Amma "imkân" ciheti ise; o da kâinatı istila ve ihata etmiş. Çünki görüyoruz ki; herşey, küllî ve cüz'î bulunsun, büyük ve küçük olsun arştan ferşe, zerrattan seyyarata kadar her mevcud; mahsus bir zât ve muayyen bir suret ve mümtaz bir şahsiyet ve has sıfatlar ve hikmetli keyfiyetler ve maslahatlı cihazlar ile dünyaya gönderiliyor. Halbuki o mahsus zâta ve o mahiyete, hadsiz imkânat içinde o hususiyeti vermek.. hem suretler adedince imkânlar ve ihtimaller içinde o nakışlı ve farikalı ve münasib o muayyen sureti giydirmek.. hem hemcinsinden olan eşhasın mikdarınca imkânlar içinde çalkanan o mevcuda, o lâyık şahsiyeti imtiyazla tahsis etmek.. hem sıfatların nevileri ve mertebeleri sayısınca imkânlar ve ihtimaller içinde şekilsiz ve mütereddid bulunan o masnua, o has ve muvafık, maslahatlı sıfatları yerleştirmek.. hem hadsiz yollar ve tarzlarda bulunması mümkün olması noktasında hadsiz imkânat ve ihtimalat içinde mütehayyir, sergerdan, hedefsiz o mahluka, o hikmetli keyfiyetleri ve inayetli cihazları takmak ve teçhiz etmek; elbette küllî ve cüz'î bütün mümkinat adedince ve her mümkünün mezkûr mahiyet ve hüviyet, heyet ve suret, sıfat ve vaziyetinin imkânatı adedince tahsis edici, tercih edici, tayin edici, ihdas edici bir Vâcib-ül Vücud'un vücub-u vücuduna ve hadsiz kudretine ve nihayetsiz hikmetine ve hiçbir şey ve hiçbir şe'n ondan gizlenmediğine ve hiçbir şey ona ağır gelmediğine ve en büyük bir şey en küçük bir şey gibi ona kolay geldiğine ve bir baharı bir ağaç kadar ve bir ağacı bir çekirdek kadar sühuletle icad edebildiğine işaretler ve delaletler ve şehadetler, imkân hakikatından çıkıp kâinatın bu büyük şehadetinin bir kanadını teşkil ederler. Kâinatın şehadetini, her iki kanadı ve iki hakikatıyla Risale-i Nur eczaları ve bilhâssa Yirmiikinci ve Otuzikinci Sözler ve Yirminci ve Otuzüçüncü Mektublar tamamıyla isbat ve izah ettiklerinden onlara havale ederek bu pek uzun kıssayı kısa kestik.

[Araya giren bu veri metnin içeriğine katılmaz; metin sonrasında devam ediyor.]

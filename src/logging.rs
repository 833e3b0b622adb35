use anyhow::{anyhow, Result};
use serde::{Deserialize, Serialize};
use std::fs;
use std::path::{Path, PathBuf};
use tracing_appender::non_blocking::WorkerGuard;
use tracing_appender::{non_blocking, rolling};
use tracing_subscriber::fmt::writer::MakeWriterExt;
use tracing_subscriber::EnvFilter;

use crate::config::ServerConfig;

/// Base name of the rolling log file.
pub const LOG_FILE_NAME: &str = "content-studio.log";

/// Logging setup
#[derive(Debug, Clone)]
pub struct LogConfig {
    /// EnvFilter directive (trace, debug, info, warn, error)
    pub level: String,
    pub log_dir: PathBuf,
    pub rotation: LogRotation,
    pub console_enabled: bool,
    pub file_enabled: bool,
}

#[derive(Debug, Clone, Copy, Default, PartialEq, Eq, Serialize, Deserialize)]
#[serde(rename_all = "lowercase")]
pub enum LogRotation {
    #[default]
    Daily,
    Hourly,
    Never,
}

impl Default for LogConfig {
    fn default() -> Self {
        Self {
            level: "info".to_string(),
            log_dir: PathBuf::from("logs"),
            rotation: LogRotation::Daily,
            console_enabled: true,
            file_enabled: false,
        }
    }
}

impl LogConfig {
    pub fn from_server_config(server_config: &ServerConfig) -> Self {
        Self {
            level: server_config.log_level.clone(),
            log_dir: PathBuf::from(&server_config.log_dir),
            rotation: server_config.log_rotation,
            console_enabled: true,
            file_enabled: server_config.file_logging,
        }
    }

    pub fn with_level(mut self, level: impl Into<String>) -> Self {
        self.level = level.into();
        self
    }

    pub fn with_log_dir<P: Into<PathBuf>>(mut self, dir: P) -> Self {
        self.log_dir = dir.into();
        self
    }

    pub fn with_rotation(mut self, rotation: LogRotation) -> Self {
        self.rotation = rotation;
        self
    }

    pub fn with_console(mut self, enabled: bool) -> Self {
        self.console_enabled = enabled;
        self
    }

    pub fn with_file(mut self, enabled: bool) -> Self {
        self.file_enabled = enabled;
        self
    }

    /// Filter built from `level`, falling back to `info` on a bad directive.
    pub fn env_filter(&self) -> EnvFilter {
        EnvFilter::try_new(&self.level).unwrap_or_else(|_| EnvFilter::new("info"))
    }
}

fn ensure_log_dir(dir: &Path) -> Result<()> {
    if !dir.exists() {
        fs::create_dir_all(dir)?;
    }
    Ok(())
}

fn file_appender(config: &LogConfig) -> rolling::RollingFileAppender {
    match config.rotation {
        LogRotation::Daily => rolling::daily(&config.log_dir, LOG_FILE_NAME),
        LogRotation::Hourly => rolling::hourly(&config.log_dir, LOG_FILE_NAME),
        LogRotation::Never => rolling::never(&config.log_dir, LOG_FILE_NAME),
    }
}

/// Install the global subscriber.
///
/// When file output is enabled the returned guard flushes the background
/// writer on drop; hold it for the life of the process.
pub fn init_logging(config: &LogConfig) -> Result<Option<WorkerGuard>> {
    let env_filter = config.env_filter();

    let guard = match (config.console_enabled, config.file_enabled) {
        (true, true) => {
            ensure_log_dir(&config.log_dir)?;
            let (writer, guard) = non_blocking(file_appender(config));
            tracing_subscriber::fmt()
                .with_env_filter(env_filter)
                .with_writer(std::io::stderr.and(writer))
                .with_target(true)
                .with_thread_ids(true)
                .with_file(true)
                .with_line_number(true)
                .try_init()
                .map_err(|e| anyhow!("Failed to install subscriber: {}", e))?;
            Some(guard)
        }
        (false, true) => {
            ensure_log_dir(&config.log_dir)?;
            let (writer, guard) = non_blocking(file_appender(config));
            tracing_subscriber::fmt()
                .with_env_filter(env_filter)
                .with_writer(writer)
                .with_ansi(false)
                .with_target(true)
                .try_init()
                .map_err(|e| anyhow!("Failed to install subscriber: {}", e))?;
            Some(guard)
        }
        (true, false) => {
            tracing_subscriber::fmt()
                .with_env_filter(env_filter)
                .with_writer(std::io::stderr)
                .with_target(true)
                .try_init()
                .map_err(|e| anyhow!("Failed to install subscriber: {}", e))?;
            None
        }
        (false, false) => {
            tracing_subscriber::fmt()
                .with_env_filter(env_filter)
                .with_writer(std::io::stderr)
                .try_init()
                .map_err(|e| anyhow!("Failed to install subscriber: {}", e))?;
            None
        }
    };

    tracing::info!("📝 Logging initialized (level: {})", config.level);
    if config.file_enabled {
        tracing::info!("📂 Log directory: {}", config.log_dir.display());
    }

    Ok(guard)
}

#[cfg(test)]
mod tests {
    use super::*;

    #[test]
    fn test_from_server_config() {
        let server = ServerConfig {
            log_level: "debug".to_string(),
            log_dir: "/tmp/cs-logs".to_string(),
            file_logging: true,
            log_rotation: LogRotation::Never,
            ..Default::default()
        };
        let config = LogConfig::from_server_config(&server);
        assert_eq!(config.level, "debug");
        assert_eq!(config.log_dir, PathBuf::from("/tmp/cs-logs"));
        assert_eq!(config.rotation, LogRotation::Never);
        assert!(config.file_enabled);
        assert!(config.console_enabled);
    }

    #[test]
    fn test_builders() {
        let config = LogConfig::default()
            .with_level("warn")
            .with_console(false)
            .with_file(true)
            .with_rotation(LogRotation::Hourly)
            .with_log_dir("var/log");
        assert_eq!(config.level, "warn");
        assert!(!config.console_enabled);
        assert!(config.file_enabled);
        assert_eq!(config.rotation, LogRotation::Hourly);
        assert_eq!(config.log_dir, PathBuf::from("var/log"));
    }

    #[test]
    fn test_file_logging_creates_directory() {
        let dir = tempfile::tempdir().unwrap();
        let log_dir = dir.path().join("nested").join("logs");
        ensure_log_dir(&log_dir).unwrap();
        assert!(log_dir.is_dir());
    }

    #[test]
    fn test_quiet_mode_honors_configured_level() {
        let config = LogConfig::default()
            .with_level("debug")
            .with_console(false)
            .with_file(false);
        let guard = init_logging(&config).unwrap();
        assert!(guard.is_none());
        assert!(tracing::enabled!(tracing::Level::DEBUG));
        assert!(!tracing::enabled!(tracing::Level::TRACE));
    }
}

Kâinatın heyet-i mecmuasından gelen büyük ve küllî şehadetin ikinci kanadını isbat eden:


İkinci Hakikat: Bu mütemadiyen çalkanan inkılablar ve tahavvülâtlar içinde vücudunu ve hizmetini ve zîhayat ise hayatını muhafazaya ve vazifesini yerine getirmeğe çalışan mahlukatta, kuvvetlerinin bütün bütün haricinde bir teavün hakikatı görünüyor. Meselâ: Unsurları zîhayatın imdadına, hususan bulutları nebatatın mededine ve nebatatı dahi hayvanatın yardımına ve hayvanat ise insanların muavenetine ve memelerin kevser gibi sütleri, yavruların beslenmelerine ve zîhayatların iktidarları haricindeki pek çok hacetleri ve erzakları, umulmadık yerlerden onların ellerine verilmesi, hattâ zerrat-ı taamiye dahi hüceyrat-ı bedeniyenin tamirine koşmaları gibi teshir-i Rabbanî ile ve istihdam-ı Rahmanî ile, hakikat-ı teavünün pek çok misalleri doğrudan doğruya, bütün kâinatı bir saray gibi idare eden bir Rabb-ül Âlemîn'in umumî ve rahîmane rububiyetini gösteriyorlar.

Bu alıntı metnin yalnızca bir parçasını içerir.